The term Rheumatoid Arthritis is limiting and confusing - my joints hurt but not because of wear & tear - my immune system is actually eating itself. Attacking the body in it's own confused attempt to "save me" from what it sees as an intruder. The disease has gone into my thyroid, my lungs, my eyes. My body has changed and my mind has to pivot to keep up.
It's a lonely disease. Isolated more so by the fact that we look well enough to carry on and yet the pain is constant. Whenever people comment, "well you look OK, so you must feel well," I want to tell them it's a lie - an act I've perfected and worked on to ease the embarrassment of trying to explain how damaged I really am inside.
And yet, isn't this the parallel? I've found in my work that I coach people who are all silently struggling with one thing or another. The hurt is palpable and yet never quite comes to the surface. My ability to cope has come from the realization that we are all singularly searching for understanding from another, often hiding the most painful parts in an attempt to create that connection. I often tell those in my office as they comment on my illness that I'm not so unlike them or anyone else - the only difference is my suffering has a name, a diagnosis.
I can only imagine what this is like to go through. I'm sure this at times can be a very lonely experience has there's only so much that friends and family can do to provide support because the pain doesn't go away with "thoughts and prayers". You are so brave. We are always here for you.
Thank you for sharing your story and reminding us to respect each other's journey and show compassion. This reminds me of a great quote, "Be kind, for everyone you meet is fighting a battle you know nothing about."

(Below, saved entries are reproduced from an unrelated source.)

//! Error types and retry classification for the market data contract.

mod retry;

pub use retry::RetryClass;

use thiserror::Error;

/// Errors that can occur during market data operations.
///
/// Each variant is classified into a [`RetryClass`] via
/// [`retry_class`](Self::retry_class), which tells the caller whether
/// backing off, trying another source, or giving up is the right response.
#[derive(Error, Debug)]
pub enum MarketDataError {
    /// The requested symbol was not found by the provider.
    /// This is a terminal error - retrying won't help.
    #[error("Symbol not found: {0}")]
    SymbolNotFound(String),

    /// No data available for the requested date range.
    /// The symbol exists but has no quotes in the specified period.
    #[error("No data for date range")]
    NoDataForRange,

    /// The provider rate limited the request.
    #[error("Rate limited: {provider}")]
    RateLimited { provider: String },

    /// The request to the provider timed out.
    #[error("Timeout: {provider}")]
    Timeout { provider: String },

    /// The caller cancelled the request before it completed.
    #[error("Cancelled")]
    Cancelled,

    /// A provider-specific error occurred.
    #[error("Provider error: {provider} - {message}")]
    ProviderError { provider: String, message: String },

    /// The provider returned data that failed validation checks.
    #[error("Validation failed: {message}")]
    ValidationFailed { message: String },

    /// The operation is not supported by this provider.
    #[error("Operation not supported: {operation}")]
    NotSupported { operation: String },
}

impl MarketDataError {
    /// Returns the retry classification for this error.
    ///
    /// # Examples
    ///
    /// ```
    /// use foliotrack_market_data::{MarketDataError, RetryClass};
    ///
    /// let error = MarketDataError::RateLimited { provider: "YAHOO".to_string() };
    /// assert_eq!(error.retry_class(), RetryClass::WithBackoff);
    ///
    /// let error = MarketDataError::SymbolNotFound("INVALID".to_string());
    /// assert_eq!(error.retry_class(), RetryClass::Never);
    /// ```
    pub fn retry_class(&self) -> RetryClass {
        match self {
            // Terminal errors - never retry
            Self::SymbolNotFound(_)
            | Self::NoDataForRange
            | Self::ValidationFailed { .. }
            | Self::NotSupported { .. }
            | Self::Cancelled => RetryClass::Never,

            // Transient errors - retry with backoff
            Self::RateLimited { .. } | Self::Timeout { .. } => RetryClass::WithBackoff,

            // Provider-specific failures - another source may succeed
            Self::ProviderError { .. } => RetryClass::NextProvider,
        }
    }

    /// True for errors a retry (with backoff) could plausibly resolve.
    pub fn is_transient(&self) -> bool {
        self.retry_class() == RetryClass::WithBackoff
    }
}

Thank you so much for sharing. It sounds like you are going through a lot of physical pain as well as a lot of emotional pain. In reading your post it also seems like you are feeling very alone in all of this, which is understandable. Unless someone is experiencing the same symptoms as you, they could never fully understand just how painful and debilitating they can be.
When I have worked with client's with disabilities or who have been diagnosed with any kind of serious health issue, I have found support groups to be extremely effective. Often times your physician can provide you with a referral to a support group that would be relevant to what you are giong through. Speaking with a therapist can also be extremely helpful and they would also likely be able to provide you with relevant referals.
I hope this is helpful. Please remember you do not have to go through this alone.....and you shouldn't. The OOTify community is here to help, and being able to articulate and share what you are going through is a step in the right direction.
Thank you for your post. You hit on the crux of our dilemmas as humans, as well as providers. We're all suffering in silence, inside. And it takes a special courage to reach out and tell others what's happening, so that they can understand us just a little bit better -- and then we can feel a little less alone.
It's unfortunate that it requires taking a risk to find that conection. I guess that's part of our human dilemma.
Thank you So much for your post, and sharing your plight. You have great strength and resilience! I was just reading Norman Cousins’ book, Anatomy of an Illness, about how he found relief from a painful autoimmune condition using laughter. While this may not be a cure-all for everyone, if nothing else, heartfelt laughter lightens our mood and connects us with others. Wishing you joy.